→ **Input data**

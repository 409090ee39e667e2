//! Connection session
//!
//! [`ConnectionSession`] is a cheap, cloneable handle to a session driver
//! task. The driver owns the transport, every timer, the history, the
//! pending queue and the typing state, and processes transport events,
//! timer expiries and handle commands one at a time. Handles only send
//! commands and read published snapshots, so none of their methods block.
//!
//! When the last handle is dropped the driver tears the session down: every
//! timer is cancelled and the transport is closed with code 1000.

mod driver;
pub mod heartbeat;
pub mod history;
pub mod queue;
pub mod reconnect;
pub mod router;
pub mod stats;
pub mod timer;
pub mod typing;

pub use heartbeat::HeartbeatMonitor;
pub use history::MessageHistory;
pub use queue::{FlushReport, OutboundQueue};
pub use reconnect::{ReconnectPolicy, ReconnectScheduler, ReconnectionDecision, SuppressReason};
pub use router::{FrameError, InboundRoute, InboundRouter};
pub use stats::SessionStats;
pub use timer::{Debouncer, OneShot};
pub use typing::{TypingCoalescer, TypingSet, TypingUser, TYPING_GRACE};

use crate::config::ClientConfig;
use crate::error::{ClientError, ClientResult, SendError, SessionError};
use crate::protocol::{ConnectionState, Message};
use crate::transport::Connector;
use driver::{Command, Hooks, SessionDriver};
use serde::Serialize;
use std::sync::Arc;
use tokio::sync::{broadcast, mpsc, oneshot, watch};
use tracing::Instrument;

/// Buffered events per subscriber before the slowest one starts lagging
const EVENT_CAPACITY: usize = 256;

/// Callback invoked for every inbound chat message
pub type MessageHook = Arc<dyn Fn(&Message) + Send + Sync>;

/// Callback invoked for every reported error
pub type ErrorHook = Arc<dyn Fn(&SessionError) + Send + Sync>;

/// What happened to a message handed to [`ConnectionSession::send_message`]
#[derive(Debug, Clone, PartialEq, Eq)]
pub enum Delivery {
    /// Written to the open transport
    Sent(String),
    /// Not sent; marked failed and queued for the next connection
    Queued(String),
}

impl Delivery {
    /// Id of the created message
    pub fn id(&self) -> &str {
        match self {
            Delivery::Sent(id) | Delivery::Queued(id) => id,
        }
    }

    pub fn is_sent(&self) -> bool {
        matches!(self, Delivery::Sent(_))
    }
}

/// Events published to subscribers
#[derive(Debug, Clone, PartialEq)]
pub enum ClientEvent {
    MessageReceived(Message),
    /// Server notice added to history
    SystemNotice(Message),
    StatusChanged(ConnectionState),
    /// Remote peers currently typing, after the change
    TypingChanged(Vec<TypingUser>),
    Error(SessionError),
}

/// Published view of session state, refreshed after every driver step
#[derive(Debug, Clone, Default, PartialEq, Serialize)]
#[serde(rename_all = "camelCase")]
pub struct SessionSnapshot {
    pub state: ConnectionState,
    pub retry_counter: u32,
    pub reconnect_pending: bool,
    /// Messages waiting in the pending queue
    pub pending: usize,
    pub history_len: usize,
    pub last_error: Option<SessionError>,
    /// Remote peers currently typing
    pub typing: Vec<TypingUser>,
    /// Whether this client is currently flagged as typing
    pub local_typing: bool,
    pub stats: SessionStats,
}

/// Configures hooks before the driver starts
pub struct SessionBuilder {
    config: ClientConfig,
    connector: Arc<dyn Connector>,
    hooks: Hooks,
}

impl SessionBuilder {
    pub fn on_message_received<F>(mut self, hook: F) -> Self
    where
        F: Fn(&Message) + Send + Sync + 'static,
    {
        self.hooks.on_message = Some(Arc::new(hook));
        self
    }

    pub fn on_error<F>(mut self, hook: F) -> Self
    where
        F: Fn(&SessionError) + Send + Sync + 'static,
    {
        self.hooks.on_error = Some(Arc::new(hook));
        self
    }

    /// Start the driver task. Must be called from within a tokio runtime.
    pub fn spawn(self) -> ConnectionSession {
        let (command_tx, command_rx) = mpsc::unbounded_channel();
        let (snapshot_tx, snapshot_rx) = watch::channel(SessionSnapshot::default());
        let (event_tx, _) = broadcast::channel(EVENT_CAPACITY);

        let span = crate::session_span!(
            user_id = %self.config.session.user_id,
            session_id = %self.config.session.session_id
        );
        let driver = SessionDriver::new(
            self.config,
            self.connector,
            self.hooks,
            command_rx,
            snapshot_tx,
            event_tx.clone(),
        );
        tokio::spawn(driver.run().instrument(span));

        ConnectionSession {
            commands: command_tx,
            snapshot: snapshot_rx,
            events: event_tx,
        }
    }
}

/// Handle to a running messaging session
#[derive(Clone)]
pub struct ConnectionSession {
    commands: mpsc::UnboundedSender<Command>,
    snapshot: watch::Receiver<SessionSnapshot>,
    events: broadcast::Sender<ClientEvent>,
}

impl std::fmt::Debug for ConnectionSession {
    fn fmt(&self, f: &mut std::fmt::Formatter<'_>) -> std::fmt::Result {
        f.debug_struct("ConnectionSession")
            .field("state", &self.state())
            .field("closed", &self.is_closed())
            .finish()
    }
}

impl ConnectionSession {
    pub fn builder(config: ClientConfig, connector: Arc<dyn Connector>) -> SessionBuilder {
        SessionBuilder {
            config,
            connector,
            hooks: Hooks::default(),
        }
    }

    /// Spawn a session without hooks
    pub fn spawn(config: ClientConfig, connector: Arc<dyn Connector>) -> Self {
        Self::builder(config, connector).spawn()
    }

    fn command(&self, command: Command) -> ClientResult<()> {
        self.commands
            .send(command)
            .map_err(|_| ClientError::SessionClosed)
    }

    async fn request<T>(&self, make: impl FnOnce(oneshot::Sender<T>) -> Command) -> ClientResult<T> {
        let (reply_tx, reply_rx) = oneshot::channel();
        self.command(make(reply_tx))?;
        reply_rx.await.map_err(|_| ClientError::SessionClosed)
    }

    /// Open the connection. No-op while a transport is open or opening.
    pub fn connect(&self) -> ClientResult<()> {
        self.command(Command::Connect)
    }

    /// Close with code 1000 and cancel every timer; no automatic reconnect follows
    pub fn disconnect(&self) -> ClientResult<()> {
        self.command(Command::Disconnect)
    }

    /// Send a chat message.
    ///
    /// Blank content is rejected. Otherwise the message is added to history
    /// and either written to the open transport or marked failed and queued
    /// until the next successful connection.
    pub async fn send_message(&self, content: impl Into<String>) -> Result<Delivery, SendError> {
        let content = content.into();
        let (reply_tx, reply_rx) = oneshot::channel();
        self.commands
            .send(Command::Send {
                content,
                reply: reply_tx,
            })
            .map_err(|_| SendError::SessionClosed)?;
        reply_rx.await.map_err(|_| SendError::SessionClosed)?
    }

    /// Report a change of the local input box for the typing indicator
    pub fn input_changed(&self, content: impl Into<String>) -> ClientResult<()> {
        self.command(Command::InputChanged(content.into()))
    }

    /// Clear the local typing flag now, e.g. when the input is submitted
    pub fn stop_typing(&self) -> ClientResult<()> {
        self.command(Command::StopTyping)
    }

    pub fn clear_history(&self) -> ClientResult<()> {
        self.command(Command::ClearHistory)
    }

    /// Current history, oldest first
    pub async fn history(&self) -> ClientResult<Vec<Message>> {
        self.request(Command::History).await
    }

    /// Messages waiting for the next connection, in send order
    pub async fn pending(&self) -> ClientResult<Vec<Message>> {
        self.request(Command::Pending).await
    }

    /// Snapshot taken after every command sent before this call was handled
    pub async fn status(&self) -> ClientResult<SessionSnapshot> {
        self.request(Command::Snapshot).await
    }

    /// Last published snapshot, without waiting for the driver
    pub fn snapshot(&self) -> SessionSnapshot {
        self.snapshot.borrow().clone()
    }

    pub fn state(&self) -> ConnectionState {
        self.snapshot.borrow().state
    }

    /// Receiver that is notified whenever a new snapshot is published
    pub fn watch(&self) -> watch::Receiver<SessionSnapshot> {
        self.snapshot.clone()
    }

    pub fn subscribe(&self) -> broadcast::Receiver<ClientEvent> {
        self.events.subscribe()
    }

    /// Whether the driver has stopped
    pub fn is_closed(&self) -> bool {
        self.commands.is_closed()
    }

    /// Tear the session down and wait for the driver to finish
    pub async fn shutdown(self) -> ClientResult<()> {
        self.request(Command::Shutdown).await
    }
}
//! Mock implementations for testing
//!
//! [`MockConnector`] hands out [`MockTransport`]s and keeps a record of every
//! connection it opened. Tests drive the socket side by hand: accept or
//! refuse the handshake, deliver frames, drop the connection, and inspect
//! what the session wrote.

use crate::transport::{Connector, EventSink, ReadyState, Transport, TransportError};
use serde_json::Value;
use std::sync::{Arc, Mutex, MutexGuard, PoisonError};
use url::Url;

#[derive(Debug)]
struct MockConnection {
    target: Url,
    events: EventSink,
    ready: ReadyState,
    sent: Vec<String>,
    closed_with: Option<(u16, String)>,
}

#[derive(Debug, Default)]
struct MockState {
    connections: Vec<MockConnection>,
    open_attempts: usize,
    failing_opens: usize,
    failing_sends: bool,
}

/// Scriptable connector; clones share the same record
#[derive(Debug, Clone, Default)]
pub struct MockConnector {
    state: Arc<Mutex<MockState>>,
}

impl MockConnector {
    pub fn new() -> Self {
        Self::default()
    }

    fn lock(&self) -> MutexGuard<'_, MockState> {
        self.state.lock().unwrap_or_else(PoisonError::into_inner)
    }

    /// Make the next `n` calls to `open` fail synchronously
    pub fn fail_next_opens(&self, n: usize) {
        self.lock().failing_opens = n;
    }

    /// Make every send on every connection fail until switched off
    pub fn set_send_failure(&self, failing: bool) {
        self.lock().failing_sends = failing;
    }

    /// Calls to `open`, failed ones included
    pub fn open_attempts(&self) -> usize {
        self.lock().open_attempts
    }

    /// Transports actually created
    pub fn open_count(&self) -> usize {
        self.lock().connections.len()
    }

    /// Transports open or still handshaking
    pub fn live_count(&self) -> usize {
        self.lock()
            .connections
            .iter()
            .filter(|c| c.ready.is_live())
            .count()
    }

    pub fn target(&self, index: usize) -> Option<Url> {
        self.lock().connections.get(index).map(|c| c.target.clone())
    }

    pub fn ready_state(&self, index: usize) -> Option<ReadyState> {
        self.lock().connections.get(index).map(|c| c.ready)
    }

    fn with_latest<R>(&self, f: impl FnOnce(&mut MockConnection) -> R) -> Option<R> {
        let mut state = self.lock();
        state.connections.last_mut().map(f)
    }

    /// Complete the handshake of the latest connection
    pub fn accept(&self) -> bool {
        self.with_latest(|c| {
            c.ready = ReadyState::Open;
            c.events.opened()
        })
        .unwrap_or(false)
    }

    /// Fail the handshake of the latest connection
    pub fn refuse(&self) -> bool {
        self.with_latest(|c| {
            c.ready = ReadyState::Closed;
            c.events.error("connection refused");
            c.events.closed(1006, "connection refused")
        })
        .unwrap_or(false)
    }

    /// Terminate the latest connection from the server side
    pub fn drop_connection(&self, code: u16) -> bool {
        self.with_latest(|c| {
            c.ready = ReadyState::Closed;
            c.events.closed(code, "closed by server")
        })
        .unwrap_or(false)
    }

    /// Report a socket error on the latest connection without closing it
    pub fn raise_error(&self, detail: &str) -> bool {
        self.with_latest(|c| c.events.error(detail)).unwrap_or(false)
    }

    /// Deliver a raw text frame on the latest connection
    pub fn deliver(&self, text: impl Into<String>) -> bool {
        let text = text.into();
        self.with_latest(|c| c.events.message(text)).unwrap_or(false)
    }

    pub fn deliver_json(&self, value: Value) -> bool {
        self.deliver(value.to_string())
    }

    /// Every frame written, across all connections, in order
    pub fn sent_frames(&self) -> Vec<String> {
        self.lock()
            .connections
            .iter()
            .flat_map(|c| c.sent.iter().cloned())
            .collect()
    }

    pub fn sent_on(&self, index: usize) -> Vec<String> {
        self.lock()
            .connections
            .get(index)
            .map(|c| c.sent.clone())
            .unwrap_or_default()
    }

    /// Decoded frames of one `type`, across all connections
    pub fn sent_of_type(&self, kind: &str) -> Vec<Value> {
        self.sent_frames()
            .iter()
            .filter_map(|raw| serde_json::from_str::<Value>(raw).ok())
            .filter(|v| v.get("type").and_then(Value::as_str) == Some(kind))
            .collect()
    }

    /// Close code and reason the session used on a connection
    pub fn closed_with(&self, index: usize) -> Option<(u16, String)> {
        self.lock()
            .connections
            .get(index)
            .and_then(|c| c.closed_with.clone())
    }
}

impl Connector for MockConnector {
    fn open(&self, target: &Url, events: EventSink) -> Result<Box<dyn Transport>, TransportError> {
        let mut state = self.lock();
        state.open_attempts += 1;
        if state.failing_opens > 0 {
            state.failing_opens -= 1;
            return Err(TransportError::Construction(
                "mock construction failure".to_string(),
            ));
        }

        state.connections.push(MockConnection {
            target: target.clone(),
            events,
            ready: ReadyState::Connecting,
            sent: Vec::new(),
            closed_with: None,
        });
        Ok(Box::new(MockTransport {
            index: state.connections.len() - 1,
            state: self.state.clone(),
        }))
    }
}

/// Transport half of a mock connection
#[derive(Debug)]
pub struct MockTransport {
    index: usize,
    state: Arc<Mutex<MockState>>,
}

impl MockTransport {
    fn lock(&self) -> MutexGuard<'_, MockState> {
        self.state.lock().unwrap_or_else(PoisonError::into_inner)
    }
}

impl Transport for MockTransport {
    fn send(&mut self, frame: &str) -> Result<(), TransportError> {
        let mut state = self.lock();
        let failing = state.failing_sends;
        let connection = state
            .connections
            .get_mut(self.index)
            .ok_or(TransportError::Closed)?;
        if connection.ready != ReadyState::Open {
            return Err(TransportError::NotOpen);
        }
        if failing {
            return Err(TransportError::SendFailed("mock send failure".to_string()));
        }
        connection.sent.push(frame.to_string());
        Ok(())
    }

    fn close(&mut self, code: u16, reason: &str) {
        let index = self.index;
        let mut state = self.lock();
        if let Some(connection) = state.connections.get_mut(index) {
            if connection.ready.is_live() {
                connection.ready = ReadyState::Closed;
                connection.closed_with = Some((code, reason.to_string()));
                connection.events.closed(code, reason);
            }
        }
    }

    fn ready_state(&self) -> ReadyState {
        self.lock()
            .connections
            .get(self.index)
            .map(|c| c.ready)
            .unwrap_or(ReadyState::Closed)
    }
}

impl Drop for MockTransport {
    fn drop(&mut self) {
        let index = self.index;
        let mut state = self.lock();
        if let Some(connection) = state.connections.get_mut(index) {
            if connection.ready.is_live() {
                connection.ready = ReadyState::Closed;
            }
        }
    }
}
//! Outbound retry queue
//!
//! Holds messages whose send failed, in creation order, until the next
//! successful connection. Flushing walks the queue front to back and stops at
//! the first entry that still cannot be sent, so older content never ends up
//! behind newer content.

use crate::protocol::{Message, MessageStatus};
use crate::transport::TransportError;
use std::collections::VecDeque;

/// Outcome of a flush attempt
#[derive(Debug, Default)]
pub struct FlushReport {
    /// Ids delivered during this flush, in send order
    pub sent: Vec<String>,
    /// Error that stopped the flush, if any
    pub error: Option<TransportError>,
    /// Entries still queued afterwards
    pub remaining: usize,
}

#[derive(Debug, Clone)]
pub struct OutboundQueue {
    pending: VecDeque<Message>,
    capacity: usize,
}

impl OutboundQueue {
    pub fn new(capacity: usize) -> Self {
        Self {
            pending: VecDeque::new(),
            capacity: capacity.max(1),
        }
    }

    /// Queue a failed message; a message already queued is not queued twice.
    /// Returns the message back when the queue is full.
    pub fn enqueue(&mut self, mut message: Message) -> Result<(), Message> {
        if self.contains(&message.id) {
            return Ok(());
        }
        if self.pending.len() >= self.capacity {
            return Err(message);
        }
        message.status = MessageStatus::Failed;
        self.pending.push_back(message);
        Ok(())
    }

    pub fn contains(&self, id: &str) -> bool {
        self.pending.iter().any(|m| m.id == id)
    }

    pub fn len(&self) -> usize {
        self.pending.len()
    }

    pub fn is_empty(&self) -> bool {
        self.pending.is_empty()
    }

    pub fn capacity(&self) -> usize {
        self.capacity
    }

    pub fn iter(&self) -> impl Iterator<Item = &Message> {
        self.pending.iter()
    }

    pub fn to_vec(&self) -> Vec<Message> {
        self.pending.iter().cloned().collect()
    }

    /// Resend queued messages in FIFO order through `send`.
    /// Delivered entries leave the queue; the first failure stops the flush.
    pub fn flush<F>(&mut self, mut send: F) -> FlushReport
    where
        F: FnMut(&Message) -> Result<(), TransportError>,
    {
        let mut report = FlushReport::default();
        while let Some(front) = self.pending.front() {
            match send(front) {
                Ok(()) => {
                    if let Some(mut delivered) = self.pending.pop_front() {
                        delivered.status = MessageStatus::Sent;
                        report.sent.push(delivered.id);
                    }
                }
                Err(e) => {
                    report.error = Some(e);
                    break;
                }
            }
        }
        report.remaining = self.pending.len();
        report
    }
}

→ **Task instructions**
Spot the lines above that mention "derive" and copy them.

→ **The completed task**
#[derive(Debug, Clone, PartialEq, Eq)]
#[derive(Debug, Clone, PartialEq)]
#[derive(Debug, Clone, Default, PartialEq, Serialize)]
#[derive(Clone)]
#[derive(Debug)]
#[derive(Debug, Default)]
#[derive(Debug, Clone, Default)]
#[derive(Debug)]
#[derive(Debug, Default)]
#[derive(Debug, Clone)]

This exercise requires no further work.